The Virginian-Pilot
                             THE VIRGINIAN-PILOT 
              Copyright (c) 1995, Landmark Communications, Inc.

DATE: Saturday, September 16, 1995           TAG: 9509160288
SECTION: BUSINESS                 PAGE: D2   EDITION: FINAL 
SOURCE: BY CHRISTOPHER DINSMORE, STAFF WRITER 
                                             LENGTH: Short :   47 lines

NEWPORT NEWS YARD HAS COMMERCIAL REBIRTH

With a cut of steel shortly after 11 a.m. today, Newport News Shipbuilding will return to being a military shipbuilder as well as a commercial one.

After 16 years of only building Navy warships, the giant Peninsula shipyard is cutting steel for its first commercial ship order since the late 1970s.

Newly installed robotic equipment in the yard's steel fabrication shop will cut a steel fastener for the keel of a double-hulled tanker, a spokeswoman said.

Newport News Shipbuilding has an order to build four double-hulled tankers for a Greek shipping company. Other buyers, who may order up to 16 more tankers from the shipyard, are waiting of federal shipbuilding loan guarantees.

With the orders, Newport News Shipbuilding has become one of the leading tanker-building shipyards in the world.

That's important to the yard's parent, Tenneco Inc., which is spending $70 million on yard improvements such as the robotics in the steel shop.
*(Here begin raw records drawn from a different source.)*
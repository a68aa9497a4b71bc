//! Deposits and withdrawals: the only ways money enters or leaves the ledger.
//!
//! Both are keyed in the idempotency index, so a provider callback or a
//! client retry delivered twice moves money once. A replay with different
//! terms than the original is refused rather than silently absorbed.

use bounty_ledger::{accounts, journal, LedgerError};
use bounty_store::{
    AccountKey, AuditEvent, EntryMeta, LedgerAccount, LedgerEntry, LedgerTxn, NewEntry,
    WithdrawalMeta,
};
use bounty_types::{Amount, Chain, EntryId, Owner, Timestamp, WithdrawalId, WorkerId};

use crate::NodeError;

pub fn deposit_key(chain: Chain, reference: &str) -> String {
    format!("deposit_{chain}_{reference}")
}

pub fn withdrawal_key(id: &WithdrawalId) -> String {
    format!("withdrawal_{id}")
}

#[derive(Clone, Debug, PartialEq, Eq)]
pub enum DepositOutcome {
    Credited {
        entry: EntryId,
        account: LedgerAccount,
    },
    AlreadyCredited {
        entry: EntryId,
    },
}

#[derive(Clone, Debug, PartialEq, Eq)]
pub enum WithdrawalOutcome {
    Requested {
        entry: EntryId,
        account: LedgerAccount,
    },
    AlreadyRequested {
        entry: EntryId,
    },
}

/// Whether a previously keyed entry describes the same movement.
fn same_movement(entry: &LedgerEntry, owner: &WorkerId, chain: Chain, amount: Amount) -> bool {
    let party = entry.to.as_ref().or(entry.from.as_ref());
    entry.chain == chain
        && entry.amount == amount
        && matches!(party, Some(Owner::Worker(id)) if id == owner)
}

fn require_positive(amount: Amount, what: &str) -> Result<(), NodeError> {
    if amount.is_zero() {
        return Err(LedgerError::InvalidAmount(format!("{what} must be positive")).into());
    }
    Ok(())
}

/// Credit a confirmed on-chain deposit to the worker's available balance.
pub fn confirm_deposit(
    txn: &mut dyn LedgerTxn,
    worker: &WorkerId,
    chain: Chain,
    amount: Amount,
    reference: &str,
    now: Timestamp,
) -> Result<DepositOutcome, NodeError> {
    require_positive(amount, "deposit amount")?;
    if reference.trim().is_empty() {
        return Err(NodeError::InvalidRequest(
            "deposit reference must not be empty".into(),
        ));
    }

    let key = deposit_key(chain, reference);
    if let Some(existing) = journal::lookup_key(txn, &key)? {
        if !same_movement(&existing, worker, chain, amount) {
            return Err(LedgerError::Duplicate(key).into());
        }
        tracing::debug!(reference, chain = %chain, "deposit already credited");
        return Ok(DepositOutcome::AlreadyCredited { entry: existing.id });
    }

    let account =
        accounts::credit_available(txn, &AccountKey::worker(worker, chain), amount, now)?;
    let entry = journal::record_keyed(
        txn,
        &key,
        NewEntry::deposit(worker, chain, amount, reference, now),
        AuditEvent::DepositCredited {
            worker: worker.clone(),
            chain,
            amount,
            reference: reference.to_string(),
        },
    )?;

    tracing::info!(
        worker = %worker,
        chain = %chain,
        amount = %amount,
        reference,
        "deposit credited"
    );
    Ok(DepositOutcome::Credited { entry, account })
}

/// Debit a withdrawal and queue it for the chain provider.
///
/// The provider receives it from the outbox after commit.
pub fn request_withdrawal(
    txn: &mut dyn LedgerTxn,
    withdrawal_id: &WithdrawalId,
    worker: &WorkerId,
    chain: Chain,
    amount: Amount,
    destination: &str,
    now: Timestamp,
) -> Result<WithdrawalOutcome, NodeError> {
    require_positive(amount, "withdrawal amount")?;
    if destination.trim().is_empty() {
        return Err(NodeError::InvalidRequest(
            "withdrawal destination must not be empty".into(),
        ));
    }

    let key = withdrawal_key(withdrawal_id);
    if let Some(existing) = journal::lookup_key(txn, &key)? {
        let same_destination = matches!(
            &existing.meta,
            EntryMeta::Withdrawal(meta) if meta.destination == destination
        );
        if !same_destination || !same_movement(&existing, worker, chain, amount) {
            return Err(LedgerError::Duplicate(key).into());
        }
        tracing::debug!(withdrawal = %withdrawal_id, "withdrawal already requested");
        return Ok(WithdrawalOutcome::AlreadyRequested { entry: existing.id });
    }

    let account =
        accounts::debit_available(txn, &AccountKey::worker(worker, chain), amount, now)?;
    let meta = WithdrawalMeta {
        withdrawal_id: withdrawal_id.clone(),
        destination: destination.to_string(),
    };
    let entry = journal::record_keyed(
        txn,
        &key,
        NewEntry::withdrawal(worker, chain, amount, meta, now),
        AuditEvent::WithdrawalRequested {
            withdrawal_id: withdrawal_id.clone(),
            worker: worker.clone(),
            chain,
            amount,
            destination: destination.to_string(),
        },
    )?;

    tracing::info!(
        withdrawal = %withdrawal_id,
        worker = %worker,
        chain = %chain,
        amount = %amount,
        "withdrawal requested"
    );
    Ok(WithdrawalOutcome::Requested { entry, account })
}

#[cfg(test)]
mod tests {
    use super::*;
    use bounty_nullables::NullStore;
    use bounty_store::{LedgerRead, LedgerStore};

    fn worker() -> WorkerId {
        WorkerId::new("w1").unwrap()
    }

    fn amt(s: &str) -> Amount {
        Amount::parse(s).unwrap()
    }

    #[test]
    fn deposit_replay_credits_once() {
        let store = NullStore::new();
        let now = Timestamp::new(5);
        let first = store
            .write(|txn| confirm_deposit(txn, &worker(), Chain::Eth, amt("1.5"), "0xabc", now))
            .unwrap();
        let DepositOutcome::Credited { entry, account } = first else {
            panic!("first delivery must credit");
        };
        assert_eq!(account.available, amt("1.5"));

        let second = store
            .write(|txn| confirm_deposit(txn, &worker(), Chain::Eth, amt("1.5"), "0xabc", now))
            .unwrap();
        assert_eq!(second, DepositOutcome::AlreadyCredited { entry });

        let conflicting = store
            .write(|txn| confirm_deposit(txn, &worker(), Chain::Eth, amt("2"), "0xabc", now))
            .unwrap_err();
        assert_eq!(conflicting.code(), "duplicate");

        let balance = store
            .read(|r| r.account(&AccountKey::worker(&worker(), Chain::Eth)))
            .unwrap()
            .unwrap();
        assert_eq!(balance.available, amt("1.5"));
    }

    #[test]
    fn withdrawal_needs_funds_and_is_keyed() {
        let store = NullStore::new();
        let now = Timestamp::new(5);
        let id = WithdrawalId::new("wd-1").unwrap();

        let broke = store
            .write(|txn| {
                request_withdrawal(txn, &id, &worker(), Chain::Btc, amt("1"), "bc1q", now)
            })
            .unwrap_err();
        assert_eq!(broke.code(), "insufficient_balance");

        store
            .write(|txn| confirm_deposit(txn, &worker(), Chain::Btc, amt("3"), "tx1", now))
            .unwrap();
        let first = store
            .write(|txn| {
                request_withdrawal(txn, &id, &worker(), Chain::Btc, amt("1"), "bc1q", now)
            })
            .unwrap();
        assert!(matches!(first, WithdrawalOutcome::Requested { ref account, .. }
            if account.available == amt("2")));

        let again = store
            .write(|txn| {
                request_withdrawal(txn, &id, &worker(), Chain::Btc, amt("1"), "bc1q", now)
            })
            .unwrap();
        assert!(matches!(again, WithdrawalOutcome::AlreadyRequested { .. }));

        let redirected = store
            .write(|txn| {
                request_withdrawal(txn, &id, &worker(), Chain::Btc, amt("1"), "bc1other", now)
            })
            .unwrap_err();
        assert_eq!(redirected.code(), "duplicate");
    }

    #[test]
    fn empty_reference_is_rejected() {
        let store = NullStore::new();
        let err = store
            .write(|txn| {
                confirm_deposit(txn, &worker(), Chain::Eth, amt("1"), " ", Timestamp::new(1))
            })
            .unwrap_err();
        assert_eq!(err.code(), "invalid_request");
    }
}
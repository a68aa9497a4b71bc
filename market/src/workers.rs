//! Worker records as seen by the state machine.

use std::collections::BTreeSet;

use bounty_store::{LedgerTxn, WorkerRecord};
use bounty_types::params::NEUTRAL_REPUTATION_BPS;
use bounty_types::{Timestamp, WorkerId};

use crate::MarketError;

/// Create or update a worker's capability set, keeping its history.
pub fn upsert_worker(
    txn: &mut dyn LedgerTxn,
    id: &WorkerId,
    capabilities: BTreeSet<String>,
    now: Timestamp,
) -> Result<WorkerRecord, MarketError> {
    let worker = match txn.worker(id)? {
        Some(mut existing) => {
            existing.capabilities = capabilities;
            existing.updated_at = now;
            existing
        }
        None => WorkerRecord::new(id.clone(), capabilities, NEUTRAL_REPUTATION_BPS, now),
    };
    txn.put_worker(&worker)?;
    tracing::debug!(worker = %id, "worker record upserted");
    Ok(worker)
}

/// The stored record, or a fresh one for a worker the registration layer
/// has not reported yet.
pub fn load_or_default(
    txn: &dyn LedgerTxn,
    id: &WorkerId,
    now: Timestamp,
) -> Result<WorkerRecord, MarketError> {
    Ok(txn.worker(id)?.unwrap_or_else(|| {
        WorkerRecord::new(id.clone(), BTreeSet::new(), NEUTRAL_REPUTATION_BPS, now)
    }))
}

/// Apply `update` to the worker's record and store it.
pub fn update_worker<F>(
    txn: &mut dyn LedgerTxn,
    id: &WorkerId,
    now: Timestamp,
    update: F,
) -> Result<WorkerRecord, MarketError>
where
    F: FnOnce(&mut WorkerRecord),
{
    let mut worker = load_or_default(txn, id, now)?;
    update(&mut worker);
    worker.updated_at = now;
    txn.put_worker(&worker)?;
    Ok(worker)
}
//! Settlement engine.
//!
//! A settlement pays a worker for an accepted submission: the payer is
//! debited the gross amount, the worker credited the net, and the protocol
//! the fee, with a `payout` and a `protocol_fee_accrual` entry journalled
//! under one deterministic settlement id. The whole transfer happens in one
//! write transaction and the settlement id is claimed in the idempotency
//! index inside it, so a retried or concurrently duplicated settlement
//! applies exactly once and every later attempt reads back the original.

pub mod engine;
pub mod error;
pub mod request;

pub use engine::SettlementEngine;
pub use error::SettlementError;
pub use request::{FundingSource, SettlementBalances, SettlementRequest, SettlementResult};
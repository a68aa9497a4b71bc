//! Outbox drainer: delivers committed audit events after the fact.
//!
//! Messages are read in sequence order, handed to the chain provider when
//! they carry a withdrawal, published to the audit sink and then acked. A
//! provider failure stops the pass at that message so the withdrawal is
//! retried on the next tick and later messages keep their order.

use std::sync::Arc;
use std::time::Duration;

use tokio::task::JoinHandle;

use bounty_store::{AuditEvent, LedgerStore, OutboxMessage};

use crate::metrics::NodeMetrics;
use crate::provider::{ChainProvider, WithdrawalRequest};
use crate::shutdown::ShutdownSignal;
use crate::sink::AuditSink;
use crate::tracing_spans;
use crate::NodeError;

pub struct OutboxDrainer<S> {
    store: Arc<S>,
    sink: Arc<dyn AuditSink>,
    provider: Arc<dyn ChainProvider>,
    metrics: Arc<NodeMetrics>,
    batch_size: usize,
}

impl<S> Clone for OutboxDrainer<S> {
    fn clone(&self) -> Self {
        Self {
            store: Arc::clone(&self.store),
            sink: Arc::clone(&self.sink),
            provider: Arc::clone(&self.provider),
            metrics: Arc::clone(&self.metrics),
            batch_size: self.batch_size,
        }
    }
}

fn withdrawal_request(message: &OutboxMessage) -> Option<WithdrawalRequest> {
    match &message.event {
        AuditEvent::WithdrawalRequested {
            withdrawal_id,
            worker,
            chain,
            amount,
            destination,
        } => Some(WithdrawalRequest {
            withdrawal_id: withdrawal_id.clone(),
            worker: worker.clone(),
            chain: *chain,
            amount: *amount,
            destination: destination.clone(),
        }),
        _ => None,
    }
}

impl<S: LedgerStore + 'static> OutboxDrainer<S> {
    pub fn new(
        store: Arc<S>,
        sink: Arc<dyn AuditSink>,
        provider: Arc<dyn ChainProvider>,
        metrics: Arc<NodeMetrics>,
        batch_size: usize,
    ) -> Self {
        Self {
            store,
            sink,
            provider,
            metrics,
            batch_size: batch_size.max(1),
        }
    }

    /// Deliver up to one batch. Returns the number of messages acked.
    pub fn drain_once(&self) -> Result<usize, NodeError> {
        let batch = self
            .store
            .read(|reader| reader.pending_outbox(self.batch_size))?;
        if batch.is_empty() {
            self.metrics.outbox_backlog.set(0);
            return Ok(0);
        }
        let _span = tracing_spans::drain_span(batch.len()).entered();

        let mut delivered = 0;
        for message in &batch {
            if let Some(request) = withdrawal_request(message) {
                if let Err(e) = self.provider.initiate_withdrawal(&request) {
                    tracing::warn!(
                        seq = message.seq,
                        withdrawal = %request.withdrawal_id,
                        error = %e,
                        "chain provider refused withdrawal, will retry"
                    );
                    break;
                }
            }
            self.sink.publish(message);
            self.store.write(|txn| txn.ack_outbox(message.seq))?;
            self.metrics.outbox_delivered.inc();
            delivered += 1;
        }

        let left = batch.len() - delivered;
        self.metrics.outbox_backlog.set(left as i64);
        tracing::debug!(delivered, left, "outbox drain pass finished");
        Ok(delivered)
    }

    /// Drain until a pass comes back short of a full batch.
    pub fn drain_all(&self) -> Result<usize, NodeError> {
        let mut total = 0;
        loop {
            let delivered = self.drain_once()?;
            total += delivered;
            if delivered < self.batch_size {
                return Ok(total);
            }
        }
    }

    /// Run the drainer until shutdown, with one final pass on the way out.
    pub fn spawn(self, interval: Duration, mut shutdown: ShutdownSignal) -> JoinHandle<()> {
        tokio::spawn(async move {
            let mut ticker = tokio::time::interval(interval);
            loop {
                tokio::select! {
                    biased;
                    _ = shutdown.requested() => {
                        if let Err(e) = self.drain_blocking().await {
                            tracing::warn!(error = %e, "final outbox drain failed");
                        }
                        tracing::info!("outbox drainer shutting down");
                        break;
                    }
                    _ = ticker.tick() => {
                        if let Err(e) = self.drain_blocking().await {
                            tracing::warn!(error = %e, "outbox drain failed");
                        }
                    }
                }
            }
        })
    }

    /// [`drain_all`](Self::drain_all) on the blocking pool, off the runtime
    /// workers, since store transactions and provider calls block.
    async fn drain_blocking(&self) -> Result<usize, NodeError> {
        let drainer = self.clone();
        tokio::task::spawn_blocking(move || drainer.drain_all())
            .await
            .map_err(|e| NodeError::Background(e.to_string()))?
    }
}
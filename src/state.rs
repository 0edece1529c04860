use std::fs;
use std::path::{Path, PathBuf};

use parking_lot::Mutex;

use crate::db::{DbError, ReviewDb};
use crate::session::ReviewSession;
use crate::types::Config;

/// Process state shared by the console: one store handle, one reviewer session.
pub struct AppState {
    pub config: Config,
    pub db: Mutex<ReviewDb>,
    pub session: Mutex<ReviewSession>,
}

impl AppState {
    /// Open the store named by `db_override`, else by `config`.
    pub fn open(config: Config, db_override: Option<PathBuf>) -> Result<Self, DbError> {
        let db = match db_override {
            Some(path) => ReviewDb::open_at(path)?,
            None => ReviewDb::open(&config)?,
        };
        Ok(Self {
            config,
            db: Mutex::new(db),
            session: Mutex::new(ReviewSession::new()),
        })
    }
}

/// Load configuration from ~/.upreview/config.json
pub fn load_config() -> Result<Config, String> {
    let home = dirs::home_dir().ok_or("Could not find home directory")?;
    load_config_from(&home.join(".upreview").join("config.json"))
}

/// Load configuration from an explicit file. A missing file means defaults;
/// an unreadable or malformed one is an error.
pub fn load_config_from(config_path: &Path) -> Result<Config, String> {
    if !config_path.exists() {
        log::info!(
            "No config at {}; using defaults",
            config_path.display()
        );
        return Ok(Config::default());
    }

    let content =
        fs::read_to_string(config_path).map_err(|e| format!("Failed to read config: {}", e))?;

    serde_json::from_str(&content).map_err(|e| format!("Failed to parse config: {}", e))
}

#[cfg(test)]
mod tests {
    use super::*;

    #[test]
    fn test_missing_config_yields_defaults() {
        let dir = tempfile::tempdir().unwrap();
        let config = load_config_from(&dir.path().join("config.json")).unwrap();
        assert!(config.database_path.is_none());
        assert!(config.reviewer_display_name.is_none());
    }

    #[test]
    fn test_config_file_is_parsed() {
        let dir = tempfile::tempdir().unwrap();
        let path = dir.path().join("config.json");
        fs::write(
            &path,
            r#"{ "databasePath": "/data/review.db", "reviewerDisplayName": "Alice R." }"#,
        )
        .unwrap();

        let config = load_config_from(&path).unwrap();
        assert_eq!(config.database_path.as_deref(), Some("/data/review.db"));
        assert_eq!(config.reviewer_display_name.as_deref(), Some("Alice R."));
    }

    #[test]
    fn test_malformed_config_is_an_error() {
        let dir = tempfile::tempdir().unwrap();
        let path = dir.path().join("config.json");
        fs::write(&path, "{ not json").unwrap();

        let err = load_config_from(&path).unwrap_err();
        assert!(err.contains("Failed to parse config"));
    }

    #[test]
    fn test_app_state_uses_override_path() {
        let dir = tempfile::tempdir().unwrap();
        let path = dir.path().join("override.db");
        let state = AppState::open(Config::default(), Some(path.clone())).unwrap();
        assert!(path.exists());
        assert!(state.db.lock().get_all_tickets().unwrap().is_empty());
        assert_eq!(
            state.session.lock().view(),
            crate::session::View::Unauthenticated
        );
    }
}
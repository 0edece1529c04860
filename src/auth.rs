//! Credential verification.
//!
//! Stored credentials are the lowercase hex SHA-256 of the UTF-8 password.
//! Verification is a one-shot check; there is no session renewal.

use sha2::{Digest, Sha256};

use crate::db::{DbError, ReviewDb};
use crate::error::ReviewError;
use crate::types::ReviewerIdentity;

pub trait CredentialVerifier {
    /// Returns the reviewer on a match, `ReviewError::AuthFailure` otherwise.
    fn verify(&self, username: &str, password: &str) -> Result<ReviewerIdentity, ReviewError>;
}

/// Hash a password the way the `users` table stores it.
pub fn hash_password(password: &str) -> String {
    let mut hasher = Sha256::new();
    hasher.update(password.as_bytes());
    hex::encode(hasher.finalize())
}

/// Compare two hex digests without short-circuiting on the first mismatch.
fn digests_match(a: &str, b: &str) -> bool {
    if a.len() != b.len() {
        return false;
    }
    a.bytes().zip(b.bytes()).fold(0u8, |acc, (x, y)| acc | (x ^ y)) == 0
}

/// Create or reset a reviewer account.
pub fn provision_reviewer(db: &ReviewDb, username: &str, password: &str) -> Result<(), DbError> {
    db.insert_user(username, &hash_password(password))?;
    log::info!("Provisioned reviewer {}", username);
    Ok(())
}

impl CredentialVerifier for ReviewDb {
    fn verify(&self, username: &str, password: &str) -> Result<ReviewerIdentity, ReviewError> {
        let user = self
            .get_user(username)
            .map_err(|e| ReviewError::Load(e.to_string()))?;

        match user {
            Some(identity) if digests_match(&identity.credential_hash, &hash_password(password)) => {
                Ok(identity)
            }
            _ => {
                log::warn!("Rejected login for {}", username);
                Err(ReviewError::AuthFailure)
            }
        }
    }
}
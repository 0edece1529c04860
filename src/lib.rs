//! Review queue for Ultimate Parent (Global Ultimate) hierarchy changes.
//!
//! Reviewers log in, walk a filtered queue of change tickets, compare the
//! current and future account snapshots for each, and approve or deny.

pub mod auth;
pub mod console;
pub mod db;
pub mod decision;
pub mod error;
pub mod gateway;
pub mod queue;
pub mod session;
pub mod state;
pub mod types;
pub mod view;

use std::io::{self, BufRead, Write};

use console::ConsoleInput;
use session::{Command, Effect, View};
use state::AppState;

/// Drive an interactive review session over `input`/`output` until `quit`
/// or end of input. `read_password` is asked for the password on `login`.
pub fn run<R, W, P>(state: &AppState, input: R, mut output: W, mut read_password: P) -> io::Result<()>
where
    R: BufRead,
    W: Write,
    P: FnMut(&str) -> io::Result<String>,
{
    writeln!(output, "Ultimate Parent review. Type 'help' for commands.")?;
    write!(output, "> ")?;
    output.flush()?;

    for line in input.lines() {
        let line = line?;
        let parsed = match console::parse_line(&line) {
            Ok(parsed) => parsed,
            Err(msg) => {
                writeln!(output, "{msg}")?;
                write!(output, "> ")?;
                output.flush()?;
                continue;
            }
        };

        let command = match parsed {
            ConsoleInput::Quit => break,
            ConsoleInput::Empty => None,
            ConsoleInput::Help => {
                writeln!(output, "{}", console::HELP)?;
                None
            }
            ConsoleInput::ShowTable | ConsoleInput::ShowReasons
                if state.session.lock().reviewer().is_none() =>
            {
                writeln!(output, "Login required (login <user>)")?;
                None
            }
            ConsoleInput::ShowTable => {
                let session = state.session.lock();
                write!(output, "{}", console::render_full_table(&view::full_table(&session)))?;
                None
            }
            ConsoleInput::ShowReasons => {
                write!(output, "{}", console::render_reasons(&state.session.lock()))?;
                None
            }
            ConsoleInput::Login(username) => {
                let password = read_password("Password: ")?;
                Some(Command::Login { username, password })
            }
            ConsoleInput::Session(command) => Some(command),
        };

        if let Some(command) = command {
            let db = state.db.lock();
            let mut session = state.session.lock();
            match session.handle(command, &*db, &*db) {
                Ok(effects) => {
                    write!(output, "{}", console::render_effects(&effects))?;
                    if let Some(reviewer) = session.reviewer() {
                        if effects.iter().any(|e| matches!(e, Effect::ViewChanged(_)))
                            || session.view() == View::SingleTicket
                        {
                            let name = state
                                .config
                                .reviewer_display_name
                                .as_deref()
                                .unwrap_or(reviewer.username.as_str());
                            writeln!(output, "-- {name} --")?;
                            write!(output, "{}", console::render_session(&session))?;
                        }
                    }
                }
                Err(e) => {
                    log::debug!("Command failed: {e}");
                    write!(output, "{}", console::render_error(&e))?;
                }
            }
        }

        write!(output, "> ")?;
        output.flush()?;
    }

    writeln!(output)?;
    Ok(())
}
Tenneco announced Friday it will move its corporate headquarters next year to Greenwich, Conn., from Houston, where it's been for 32 years.

The move is seen as raising the diversified holding company's profile on Wall Street and with banks, investors and the government. Tenneco also has interests in natural gas, packaging and auto parts.

As part of that effort to shed its image as a Texas energy company and be recognized as a world-class conglomerate, Tenneco is considering changing the names of its subsidiaries to include the Tenneco name, Thursday's Houston Chronicle reported.

Commercial shipbuilding will help sustain the yard's shrinking work force of more 19,000. Several years ago, the yard's employment stood at just under 30,000.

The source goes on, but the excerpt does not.